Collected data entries
BEGIN
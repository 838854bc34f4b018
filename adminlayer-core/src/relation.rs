//! Relation mutation services.
//!
//! Relations are changed with single-document atomic update operators only: ids are
//! added with `$addToSet`/`$each`, removed with `$pull`, and foreign keys are set or
//! unset with `$set`/`$unset`. No relation array is ever read, modified and written back.

use std::collections::HashSet;

use bson::{Bson, Document, doc};
use tracing::debug;

use crate::{
    driver::StoreDriver,
    error::{AdapterError, AdapterResult},
    page::Page,
    record::{Record, RecordId},
    request::ListRequest,
    schema::{FieldSchema, PRIMARY_KEY, Relation},
    store::{Context, ids_to_bson, unique_ids},
};

/// What happens to children removed from a has-many relation.
#[derive(Debug, Clone, Copy, PartialEq, Eq)]
pub enum DissociateMode {
    /// Only the link is removed, the child records stay.
    Unlink,
    /// The child records are deleted.
    Delete,
}

/// Access to the children of a has-many relation.
#[derive(Debug)]
pub struct HasMany<'a, D: StoreDriver> {
    parent: Context<'a, D>,
    child: Context<'a, D>,
    field: &'a FieldSchema,
    relation: &'a Relation,
}

impl<'a, D: StoreDriver> HasMany<'a, D> {
    pub(crate) fn new(parent: Context<'a, D>, field: &'a FieldSchema) -> AdapterResult<Self> {
        let relation = field
            .relation
            .as_ref()
            .ok_or_else(|| AdapterError::Schema(format!("`{}` is not a relation", field.name)))?;
        let child = parent.switch(&relation.collection)?;

        Ok(Self { parent, child, field, relation })
    }

    /// Lists the children of one parent, with the usual filter, sort and window.
    ///
    /// # Errors
    ///
    /// Returns [`AdapterError::NotFound`] if the parent does not exist.
    pub async fn list(&self, parent: impl Into<RecordId>, request: &ListRequest) -> AdapterResult<Page<Record>> {
        let parent = parent.into();
        let document = self.require_parent(parent).await?;
        let scope = match &self.relation.foreign_key {
            Some(foreign_key) => doc! { foreign_key.as_str(): parent },
            None => doc! { PRIMARY_KEY: { "$in": ids_to_bson(&self.linked_ids(&document)) } },
        };

        let plan = self
            .child
            .compiler()
            .compile_scoped(self.child.name(), request, Some(scope))?;
        self.child.list(&plan, request).await
    }

    /// Links children to a parent. Ids already linked are left as they are.
    ///
    /// # Errors
    ///
    /// Returns [`AdapterError::Conflict`] if the parent or one of the children does not exist.
    pub async fn associate(
        &self,
        parent: impl Into<RecordId>,
        children: impl IntoIterator<Item = impl Into<RecordId>>,
    ) -> AdapterResult<()> {
        let parent = parent.into();
        let children = unique_ids(children);
        if children.is_empty() {
            return Ok(());
        }

        if self.parent.find_by_id(self.parent.name(), parent).await?.is_none() {
            return Err(AdapterError::Conflict(format!(
                "cannot associate to missing `{}` record {parent}",
                self.parent.name()
            )));
        }
        let existing = self.child.existing_ids(self.child.name(), &children).await?;
        if let Some(missing) = children.iter().find(|id| !existing.contains(*id)) {
            return Err(AdapterError::Conflict(format!(
                "cannot associate missing `{}` record {missing}",
                self.child.name()
            )));
        }

        let ids = ids_to_bson(&children);
        match &self.relation.foreign_key {
            Some(foreign_key) => {
                self.child
                    .update_many(
                        self.child.name(),
                        doc! { PRIMARY_KEY: { "$in": ids } },
                        doc! { "$set": { foreign_key.as_str(): parent } },
                    )
                    .await?;
            }
            None => {
                self.parent
                    .update_one(
                        self.parent.name(),
                        doc! { PRIMARY_KEY: parent },
                        doc! { "$addToSet": { self.field.name.as_str(): { "$each": ids.clone() } } },
                    )
                    .await?;

                if let Some(back_reference) = &self.relation.back_reference {
                    self.child
                        .update_many(
                            self.child.name(),
                            doc! { PRIMARY_KEY: { "$in": ids } },
                            doc! { "$set": { back_reference.as_str(): parent } },
                        )
                        .await?;
                }
            }
        }

        debug!(
            collection = self.parent.name(),
            field = %self.field.name,
            %parent,
            children = children.len(),
            "associated children"
        );
        Ok(())
    }

    /// Removes children from a parent and returns how many were removed.
    ///
    /// With [`DissociateMode::Unlink`] the children stay in their collection; when the
    /// relation declares a back-reference it is cleared only if
    /// [`AdapterConfig::clear_back_reference_on_dissociate`](crate::config::AdapterConfig)
    /// is set. With [`DissociateMode::Delete`] the children are deleted.
    ///
    /// # Errors
    ///
    /// Returns [`AdapterError::Conflict`] if the parent does not exist, or if one of the
    /// children does not exist or is not linked to the parent. Nothing is changed then.
    pub async fn dissociate(
        &self,
        parent: impl Into<RecordId>,
        children: impl IntoIterator<Item = impl Into<RecordId>>,
        mode: DissociateMode,
    ) -> AdapterResult<u64> {
        let parent = parent.into();
        let children = unique_ids(children);
        let Some(document) = self.parent.find_by_id(self.parent.name(), parent).await? else {
            return Err(AdapterError::Conflict(format!(
                "cannot dissociate from missing `{}` record {parent}",
                self.parent.name()
            )));
        };
        if children.is_empty() {
            return Ok(0);
        }

        let linked = match &self.relation.foreign_key {
            Some(foreign_key) => {
                self.child
                    .matching_ids(self.child.name(), &children, doc! { foreign_key.as_str(): parent })
                    .await?
            }
            None => {
                let stored = self.linked_ids(&document).into_iter().collect::<HashSet<_>>();
                let mut existing = self.child.existing_ids(self.child.name(), &children).await?;
                existing.retain(|id| stored.contains(id));
                existing
            }
        };
        if let Some(unlinked) = children.iter().find(|id| !linked.contains(*id)) {
            return Err(AdapterError::Conflict(format!(
                "`{}` record {unlinked} is missing or not linked to `{}` record {parent}",
                self.child.name(),
                self.parent.name()
            )));
        }

        let ids = ids_to_bson(&children);
        let count = match &self.relation.foreign_key {
            Some(foreign_key) => {
                let filter = doc! { PRIMARY_KEY: { "$in": ids }, foreign_key.as_str(): parent };
                match mode {
                    DissociateMode::Unlink => {
                        self.child
                            .update_many(self.child.name(), filter, doc! { "$unset": { foreign_key.as_str(): "" } })
                            .await?
                            .matched
                    }
                    DissociateMode::Delete => self.child.delete(self.child.name(), filter).await?,
                }
            }
            None => {
                self.parent
                    .update_one(
                        self.parent.name(),
                        doc! { PRIMARY_KEY: parent },
                        doc! { "$pull": { self.field.name.as_str(): { "$in": ids.clone() } } },
                    )
                    .await?;

                match mode {
                    DissociateMode::Unlink => {
                        if let Some(back_reference) = &self.relation.back_reference
                            && self.parent.config.clear_back_reference_on_dissociate
                        {
                            self.child
                                .update_many(
                                    self.child.name(),
                                    doc! { PRIMARY_KEY: { "$in": ids }, back_reference.as_str(): parent },
                                    doc! { "$unset": { back_reference.as_str(): "" } },
                                )
                                .await?;
                        }
                        children.len() as u64
                    }
                    DissociateMode::Delete => {
                        self.child
                            .delete(self.child.name(), doc! { PRIMARY_KEY: { "$in": ids } })
                            .await?
                    }
                }
            }
        };

        debug!(
            collection = self.parent.name(),
            field = %self.field.name,
            %parent,
            ?mode,
            count,
            "dissociated children"
        );
        Ok(count)
    }

    async fn require_parent(&self, parent: RecordId) -> AdapterResult<Document> {
        match self.parent.find_by_id(self.parent.name(), parent).await? {
            Some(document) => Ok(document),
            None => {
                debug!(collection = self.parent.name(), id = %parent, "parent record not found");
                Err(AdapterError::NotFound(parent.to_string(), self.parent.name().to_string()))
            }
        }
    }

    fn linked_ids(&self, parent: &Document) -> Vec<RecordId> {
        match parent.get(&self.field.name) {
            Some(Bson::Array(ids)) => ids.iter().filter_map(RecordId::from_bson).collect(),
            _ => Vec::new(),
        }
    }
}

/// Access to one belongs-to field.
#[derive(Debug)]
pub struct BelongsTo<'a, D: StoreDriver> {
    owner: Context<'a, D>,
    field: &'a FieldSchema,
    relation: &'a Relation,
}

impl<'a, D: StoreDriver> BelongsTo<'a, D> {
    pub(crate) fn new(owner: Context<'a, D>, field: &'a FieldSchema) -> AdapterResult<Self> {
        let relation = field
            .relation
            .as_ref()
            .ok_or_else(|| AdapterError::Schema(format!("`{}` is not a relation", field.name)))?;

        Ok(Self { owner, field, relation })
    }

    /// Points the owning record at another record, or clears the reference with `None`.
    ///
    /// Clearing never deletes the previously referenced record.
    ///
    /// # Errors
    ///
    /// - [`AdapterError::Conflict`] if the referenced record does not exist.
    /// - [`AdapterError::NotFound`] if the owning record does not exist.
    pub async fn update(&self, record: impl Into<RecordId>, target: Option<RecordId>) -> AdapterResult<Record> {
        let record = record.into();
        let value = match target {
            Some(target) => {
                if self.owner.find_by_id(&self.relation.collection, target).await?.is_none() {
                    return Err(AdapterError::Conflict(format!(
                        "cannot reference missing `{}` record {target}",
                        self.relation.collection
                    )));
                }
                Bson::from(target)
            }
            None => Bson::Null,
        };

        let outcome = self
            .owner
            .update_one(
                self.owner.name(),
                doc! { PRIMARY_KEY: record },
                doc! { "$set": { self.field.name.as_str(): value } },
            )
            .await?;
        if outcome.matched == 0 {
            debug!(collection = self.owner.name(), id = %record, "record not found");
            return Err(AdapterError::NotFound(record.to_string(), self.owner.name().to_string()));
        }

        let document = self
            .owner
            .find_by_id(self.owner.name(), record)
            .await?
            .ok_or_else(|| AdapterError::NotFound(record.to_string(), self.owner.name().to_string()))?;
        Record::from_document(document)
    }
}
END
* _Work required_:
Transcribe verbatim. Cover the lines from the first line of the entries above to the line containing "from a has-many relation.", inclusive.

* _Result for this exercise_:
repository 838854bc34f4b018
filename adminlayer-core/src/relation.rs
//! Relation mutation services.
//!
//! Relations are changed with single-document atomic update operators only: ids are
//! added with `$addToSet`/`$each`, removed with `$pull`, and foreign keys are set or
//! unset with `$set`/`$unset`. No relation array is ever read, modified and written back.

use std::collections::HashSet;

use bson::{Bson, Document, doc};
use tracing::debug;

use crate::{
    driver::StoreDriver,
    error::{AdapterError, AdapterResult},
    page::Page,
    record::{Record, RecordId},
    request::ListRequest,
    schema::{FieldSchema, PRIMARY_KEY, Relation},
    store::{Context, ids_to_bson, unique_ids},
};

/// What happens to children removed from a has-many relation.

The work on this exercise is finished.